The relief in being back on terra firma is written all over Warner’s face. To his left stands fellow American Martin Jensen who claimed second place in the Dole competition.
Before
the flight, the mood of Australian newspapers towards the airmen had cooled, with some even criticising their preparations and lack of experience. Upon their arrival in Honolulu, however, this immediately changed to unadulterated acclaim. The press immediately cast the flight as one of great national and historical significance and the airmen as a new breed of pioneer. The Sun ’s editor, for example, proclaimed Southern Cross ’ safe arrival on Oahu as symbolic of national triumph and evidence of greatness in the Australian character. He pointed out that although the venture had originated in the United States, a country with some 20 times the population of Australia, its organisation and execution were entirely the work of Australians.

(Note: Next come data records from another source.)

//! Trailing whitespace and tab check.
//!
//! Runs in diff-aware mode: when changed-line data is available only the
//! changed lines are inspected, so untouched legacy lines never show up.

use super::{Adapter, Mode, RunContext, Selection};
use crate::error::ExecutionFailure;
use crate::models::Message;
use serde::{Deserialize, Serialize};
use std::collections::BTreeSet;
use std::fs;
use tracing::debug;

#[derive(Debug, Clone, Serialize, Deserialize)]
#[serde(default, deny_unknown_fields)]
pub struct WhitespaceConfig {
    /// Also flag tab characters.
    pub tabs: bool,
}

impl Default for WhitespaceConfig {
    fn default() -> Self {
        Self { tabs: true }
    }
}

#[derive(Debug, Default)]
pub struct Whitespace;

impl Adapter for Whitespace {
    type Config = WhitespaceConfig;

    const NAME: &'static str = "whitespace";
    const MODE: Mode = Mode::DiffAware;
    const FILEFILTER: &'static [&'static str] = &["+ *"];

    fn run(
        &self,
        ctx: &RunContext<'_>,
        config: &Self::Config,
        selection: &Selection<'_>,
    ) -> Result<Vec<Message>, ExecutionFailure> {
        let mut messages = Vec::new();
        for file in selection.files() {
            let path = ctx.root.join(file);
            let bytes = fs::read(&path).map_err(|err| {
                ExecutionFailure::Io(format!("cannot read {}: {err}", path.display()))
            })?;
            let Ok(source) = String::from_utf8(bytes) else {
                debug!(file = file.as_str(), "skipping non-text file");
                continue;
            };
            let wanted: Option<BTreeSet<u32>> =
                selection.changed_lines(file).map(|lines| lines.collect());
            for (idx, line) in source.lines().enumerate() {
                let lineno = u32::try_from(idx + 1).unwrap_or(u32::MAX);
                if wanted.as_ref().is_some_and(|set| !set.contains(&lineno)) {
                    continue;
                }
                check_line(file, lineno, line, config, &mut messages);
            }
        }
        Ok(messages)
    }
}

fn check_line(file: &str, lineno: u32, line: &str, config: &WhitespaceConfig, out: &mut Vec<Message>) {
    let trimmed = line.trim_end();
    if trimmed.len() != line.len() {
        let column = u32::try_from(trimmed.chars().count() + 1).unwrap_or(u32::MAX);
        out.push(Message::new(file, Some(lineno), Some(column), "Trailing whitespace"));
    }
    if config.tabs {
        if let Some(pos) = line.chars().position(|c| c == '\t') {
            let column = u32::try_from(pos + 1).unwrap_or(u32::MAX);
            out.push(Message::new(file, Some(lineno), Some(column), "Tab character"));
        }
    }
}

#[cfg(test)]
mod tests {
    use super::*;
    use crate::diff::DiffLineIndex;
    use crate::linters::testing::FakeRunner;
    use tempfile::tempdir;

    const SOURCE: &str = "clean\ntrailing  \n\tindented\nfine\n";

    #[test]
    fn checks_every_line_without_diff() {
        let dir = tempdir().unwrap();
        fs::write(dir.path().join("a.txt"), SOURCE).unwrap();
        let runner = FakeRunner::new(|_| FakeRunner::stdout(0, ""));
        let ctx = RunContext { root: dir.path(), runner: &runner };
        let selection = Selection::Changed { files: vec!["a.txt".into()], lines: None };
        let msgs = Whitespace.run(&ctx, &WhitespaceConfig::default(), &selection).unwrap();
        assert_eq!(
            msgs,
            vec![
                Message::new("a.txt", Some(2), Some(9), "Trailing whitespace"),
                Message::new("a.txt", Some(3), Some(1), "Tab character"),
            ]
        );
        assert!(runner.calls.lock().unwrap().is_empty());
    }

    #[test]
    fn restricts_to_changed_lines() {
        let dir = tempdir().unwrap();
        fs::write(dir.path().join("a.txt"), SOURCE).unwrap();
        let runner = FakeRunner::new(|_| FakeRunner::stdout(0, ""));
        let ctx = RunContext { root: dir.path(), runner: &runner };
        let index: DiffLineIndex = [("a.txt", vec![3, 4])].into_iter().collect();
        let selection = Selection::Changed { files: vec!["a.txt".into()], lines: Some(&index) };
        let msgs = Whitespace.run(&ctx, &WhitespaceConfig::default(), &selection).unwrap();
        assert_eq!(msgs, vec![Message::new("a.txt", Some(3), Some(1), "Tab character")]);

        let msgs = Whitespace
            .run(&ctx, &WhitespaceConfig { tabs: false }, &selection)
            .unwrap();
        assert!(msgs.is_empty());
    }
}
//! # Alert Modal
//!
//! Shows scanned text that is neither a URL nor a restaurant code.
//! Enter or Esc dismisses it.

use ratatui::Frame;
use ratatui::layout::{Alignment, Rect};
use ratatui::style::{Modifier, Style};
use ratatui::text::Line;
use ratatui::widgets::{Block, Borders, Clear, Padding, Paragraph, Wrap};

use crate::tui::component::Component;
use crate::tui::components::centered_rect;
use crate::tui::theme;

pub const ALERT_TITLE: &str = " Scanned Code ";

pub struct AlertModal<'a> {
    pub message: &'a str,
}

impl<'a> AlertModal<'a> {
    pub fn new(message: &'a str) -> Self {
        Self { message }
    }
}

impl Component for AlertModal<'_> {
    fn render(&mut self, frame: &mut Frame, area: Rect) {
        let overlay = centered_rect(60, 30, area);
        frame.render_widget(Clear, overlay);

        let block = Block::default()
            .borders(Borders::ALL)
            .border_style(Style::default().fg(theme::PRIMARY))
            .title(Line::from(ALERT_TITLE).centered())
            .title_style(Style::default().add_modifier(Modifier::BOLD))
            .title_bottom(Line::from(" Enter OK ").centered())
            .padding(Padding::uniform(1));

        let body = Paragraph::new(self.message)
            .style(Style::default().fg(theme::BODY_TEXT))
            .alignment(Alignment::Center)
            .wrap(Wrap { trim: true })
            .block(block);
        frame.render_widget(body, overlay);
    }
}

This was hardly surprising, though, suggested the editor, as the flight merely resulted from the lingering pioneering spirit. ‘Whenever there is a chance of adventure’, he trumpeted, ‘there is apt to be an Australian not far away’. At this stage the Australian press had only a vague conception of the extent of American involvement in the flight. George Allan Hancock’s remarkably generous offer to finance the flight after Australian governments withdrew support had not been publicly announced, and the crucial support of the United States military, both before and during the flight, was yet to properly figure in the dispatches of correspondents. These things would be revealed in the coming days and acknowledged by the Australian press, though they would do little to alter the prevailing view at the time and since, that Southern Cross ’ triumph was an Australian one.
Press coverage of the trans-Pacific flight established Kingsford Smith as a dominant figure in Australian popular culture and an enduring emblem of nationalist sentiment. Despite having engineered the publicity, Ulm received far less attention.